Her voice trailed off, and she still wouldn't look at me. And I realized that my insincere, half- hearted friendship had led me here, to this kitchen table where another mother was showing me the raw seam where being a good mother and being a good person meet raggedly. Sandy was trusting me with her ugliest and most fearful moment. I gave that realization the moment of respect it deserved before I took a deep breath and started to say the right things.

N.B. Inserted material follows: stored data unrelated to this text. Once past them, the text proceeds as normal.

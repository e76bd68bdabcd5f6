//! Pass Manager
//!
//! Passes run in registration order, each over the whole module.

use log::debug;
use serde::{Deserialize, Serialize};
use crate::error::IrError;
use crate::ir::{Function, Module};
use crate::passes::{DotPass, UnreachableBlockElimination};
use std::path::PathBuf;

/// A pass over a module
pub trait Pass {
    /// Get the name of this pass
    fn name(&self) -> &'static str;

    /// Run the pass on a function (default implementation does nothing)
    fn run_on_function(&mut self, _function: &mut Function) -> Result<PassStats, IrError> {
        Ok(PassStats::default())
    }

    /// Run the pass on a module, by default once per function
    fn run_on_module(&mut self, module: &mut Module) -> Result<PassStats, IrError> {
        let mut stats = PassStats::default();
        for function in module.functions_mut() {
            stats.merge(&self.run_on_function(function)?);
            stats.functions_visited += 1;
        }
        Ok(stats)
    }
}

/// What a pass did
#[derive(Debug, Clone, Default, PartialEq, Eq, Serialize, Deserialize)]
pub struct PassStats {
    pub functions_visited: usize,
    pub blocks_removed: usize,
    pub edges_removed: usize,
    pub files_written: usize,
}

impl PassStats {
    pub fn merge(&mut self, other: &PassStats) {
        self.functions_visited += other.functions_visited;
        self.blocks_removed += other.blocks_removed;
        self.edges_removed += other.edges_removed;
        self.files_written += other.files_written;
    }

    pub fn modified(&self) -> bool {
        self.blocks_removed > 0 || self.edges_removed > 0
    }
}

/// Statistics of one pass run
#[derive(Debug, Clone, PartialEq, Eq, Serialize, Deserialize)]
pub struct PassRecord {
    pub pass: String,
    pub stats: PassStats,
}

/// Statistics of a whole pipeline run
#[derive(Debug, Clone, Default, PartialEq, Eq, Serialize, Deserialize)]
pub struct PassReport {
    pub module: String,
    pub passes: Vec<PassRecord>,
    pub total: PassStats,
}

/// Runs registered passes in order
#[derive(Default)]
pub struct PassManager {
    passes: Vec<Box<dyn Pass>>,
}

impl PassManager {
    pub fn new() -> Self {
        Self::default()
    }

    /// Add a pass at the end of the pipeline
    pub fn register<P: Pass + 'static>(&mut self, pass: P) {
        self.passes.push(Box::new(pass));
    }

    /// Unreachable block elimination, followed by Graphviz output when
    /// `dot_dir` is given
    pub fn with_default_pipeline(dot_dir: Option<PathBuf>) -> Self {
        let mut manager = Self::new();
        manager.register(UnreachableBlockElimination);
        if let Some(dir) = dot_dir {
            manager.register(DotPass::new(dir));
        }
        manager
    }

    pub fn pass_names(&self) -> Vec<&'static str> {
        self.passes.iter().map(|pass| pass.name()).collect()
    }

    /// Run all passes on a module, stopping at the first failure
    pub fn run(&mut self, module: &mut Module) -> Result<PassReport, IrError> {
        let mut report = PassReport {
            module: module.name().to_string(),
            ..PassReport::default()
        };

        for pass in &mut self.passes {
            debug!("Running pass '{}' on module '{}'", pass.name(), module.name());
            let stats = pass.run_on_module(module)?;
            debug!("Pass '{}' finished: {:?}", pass.name(), stats);
            report.total.merge(&stats);
            report.passes.push(PassRecord { pass: pass.name().to_string(), stats });
        }

        Ok(report)
    }
}

#[cfg(test)]
mod tests {
    use super::*;
    use crate::samples;
    use pretty_assertions::assert_eq;

    struct CountingPass {
        seen: Vec<String>,
    }

    impl Pass for CountingPass {
        fn name(&self) -> &'static str {
            "counting"
        }

        fn run_on_function(&mut self, function: &mut Function) -> Result<PassStats, IrError> {
            self.seen.push(function.name().to_string());
            Ok(PassStats::default())
        }
    }

    #[test]
    fn test_default_run_visits_every_function() {
        let mut module = samples::fib_module();
        let mut pass = CountingPass { seen: Vec::new() };
        let stats = pass.run_on_module(&mut module).unwrap();
        assert_eq!(pass.seen, vec!["fib".to_string(), "main".to_string()]);
        assert_eq!(stats.functions_visited, 2);
        assert!(!stats.modified());
    }

    #[test]
    fn test_report_aggregates_in_order() {
        let mut module = samples::diamond_with_orphan_module();
        let mut manager = PassManager::new();
        manager.register(UnreachableBlockElimination);
        manager.register(UnreachableBlockElimination);
        assert_eq!(manager.pass_names(), vec!["unreachable-block-elim", "unreachable-block-elim"]);

        let report = manager.run(&mut module).unwrap();
        assert_eq!(report.module, "diamond");
        assert_eq!(report.passes.len(), 2);
        assert_eq!(report.passes[0].stats.blocks_removed, 1);
        assert_eq!(report.passes[1].stats.blocks_removed, 0);
        assert_eq!(report.total.blocks_removed, 1);
        assert_eq!(report.total.functions_visited, 2);
    }

    #[test]
    fn test_report_serializes() {
        let mut module = samples::add_module();
        let report = PassManager::with_default_pipeline(None).run(&mut module).unwrap();
        let json = serde_json::to_value(&report).unwrap();
        assert_eq!(json["module"], "add");
        assert_eq!(json["passes"][0]["pass"], "unreachable-block-elim");
        assert_eq!(json["total"]["blocks_removed"], 0);
    }
}
//! Kiln IR - Common Types and Utilities
//! 
//! This crate contains the error definitions, diagnostics sink and
//! source locations shared by the IR crate and the driver.

pub mod error;
pub mod source_loc;

pub use error::{internal_error, CompilerError, Diagnostic, ErrorReporter, Severity};
pub use source_loc::SourceLocation;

An hour and a half later when Jeremy came home from school, we had a plan. Sandy would make a point of meeting Kevin's mother, and hopefully getting some more information about his condition. After all, I pointed out reasonably, there might be reasons for Kevin's sake that Jeremy should be warned about how he played with his new friend.

"You wouldn't want Jeremy to play too roughly with him and maybe cut him if he's a hemophiliac, would you?" I asked. "Maybe his mother will open up to you if she gets to know you and the two of you can make things as safe as possible for Kevin and Jeremy both."

The second part of the plan was that Sandy would be taking Jeremy for a checkup.

"Dr. Ford only spent about ten minutes with Jeremy when he filled out his form for camp, and he is growing awfully fast," she said. "He could probably use a good going-over."

This part of the plan sounded good to me when I got a look at my godson as he sped through the kitchen on the way to his room. He was growing very fast, changing very rapidly from a solid small boy into a pre- adolescent string bean. Perfectly natural, I told myself, but he seemed pale and thin, somehow feral, probably because the gaps his baby teeth had left were being filled in crookedly by pointy adult teeth that seemed too big for his mouth.

Well, a checkup from Dr. Ford would put the hyperactive maternal and godmaternal imaginations to rest, and Sandy would enjoy bonding with Kevin's mother. I left her planning a dinner invitation for the Blakes and went off to pick up Amy.

A call a few days later revealed that the dinner was scheduled, Sandy had gone to the Davis' door with Jeremy and been invited in, Kevin's mother's name was Judith and she was very nice. Dr. Ford had checked out Jeremy and found nothing worse than a weird bug bite on the side of his neck, which Dr. Ford was sure wasn't Lyme's disease but he was doing a blood test just to be on the safe side.

Judith had, of course, opened right up to Sandy's sympathetic interest.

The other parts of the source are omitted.